**Material provided:**

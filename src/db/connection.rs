//! Database connection management
//!
//! Provides SQLite connection pooling and management.

use std::path::Path;
use std::sync::Arc;

use r2d2::{Pool, PooledConnection};
use r2d2_sqlite::SqliteConnectionManager;
use rusqlite::OpenFlags;
use thiserror::Error;

/// Database error types
#[derive(Debug, Error)]
pub enum DbError {
    #[error("Database connection error: {0}")]
    Connection(#[from] r2d2::Error),

    #[error("SQLite error: {0}")]
    Sqlite(#[from] rusqlite::Error),

    #[error("Document encoding error: {0}")]
    Json(#[from] serde_json::Error),

    #[error("Database not initialized")]
    NotInitialized,
}

/// Result type for database operations
pub type DbResult<T> = Result<T, DbError>;

/// Database connection pool wrapper
#[derive(Clone)]
pub struct Database {
    pool: Arc<Pool<SqliteConnectionManager>>,
}

impl Database {
    /// Create a new database connection pool
    pub fn new<P: AsRef<Path>>(path: P) -> DbResult<Self> {
        let manager = SqliteConnectionManager::file(path)
            .with_flags(
                OpenFlags::SQLITE_OPEN_READ_WRITE
                    | OpenFlags::SQLITE_OPEN_CREATE
                    | OpenFlags::SQLITE_OPEN_URI,
            )
            .with_init(|conn| {
                conn.execute_batch(
                    "PRAGMA foreign_keys = ON;
                     PRAGMA journal_mode = WAL;
                     PRAGMA synchronous = NORMAL;
                     PRAGMA cache_size = -64000;
                     PRAGMA temp_store = MEMORY;",
                )?;
                Ok(())
            });

        let pool = Pool::builder()
            .max_size(10)
            .build(manager)?;

        Ok(Self {
            pool: Arc::new(pool),
        })
    }

    /// Private in-memory database.
    ///
    /// Every SQLite memory connection is its own database, so the pool holds
    /// exactly one connection.
    pub fn in_memory() -> DbResult<Self> {
        let manager = SqliteConnectionManager::memory()
            .with_init(|conn| conn.execute_batch("PRAGMA foreign_keys = ON;"));

        let pool = Pool::builder()
            .max_size(1)
            .build(manager)?;

        Ok(Self {
            pool: Arc::new(pool),
        })
    }

    /// Get a connection from the pool
    pub fn get_conn(&self) -> DbResult<PooledConnection<SqliteConnectionManager>> {
        Ok(self.pool.get()?)
    }

    /// Execute a closure with a database connection
    pub fn with_conn<F, T>(&self, f: F) -> DbResult<T>
    where
        F: FnOnce(&rusqlite::Connection) -> DbResult<T>,
    {
        let conn = self.get_conn()?;
        f(&conn)
    }
}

**Description of the task:** Look at the records above. Copy every line where the string "management" occurs.

**Task result:**
//! Database connection management
//! Provides SQLite connection pooling and management.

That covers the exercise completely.